Work to complete: Please copy each line from the entries that contains the string "lines".

Stored records:
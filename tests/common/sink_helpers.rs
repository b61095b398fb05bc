//! Screen sink helpers

use crossbeam_channel::{unbounded, Receiver};
use newsdesk::pipeline::{ChannelSink, Pipeline, RunReport};
use std::thread;
use std::time::Duration;

/// A channel sink plus the receiving end for inspecting output
pub fn capture_sink() -> (ChannelSink, Receiver<String>) {
    let (tx, rx) = unbounded();
    (ChannelSink::new(tx), rx)
}

/// Run `pipeline` on a helper thread, failing the test if it does not
/// finish within `timeout`. Returns the report and every screen line.
pub fn run_with_timeout(pipeline: Pipeline, timeout: Duration) -> (RunReport, Vec<String>) {
    let (sink, lines) = capture_sink();
    let (done_tx, done_rx) = crossbeam_channel::bounded(1);

    thread::spawn(move || {
        let report = pipeline.run(sink);
        let _ = done_tx.send(report);
    });

    let report = done_rx
        .recv_timeout(timeout)
        .expect("pipeline did not terminate in time (deadlock?)")
        .expect("pipeline failed");
    (report, lines.try_iter().collect())
}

Response to the exercise:
    let (sink, lines) = capture_sink();
    (report, lines.try_iter().collect())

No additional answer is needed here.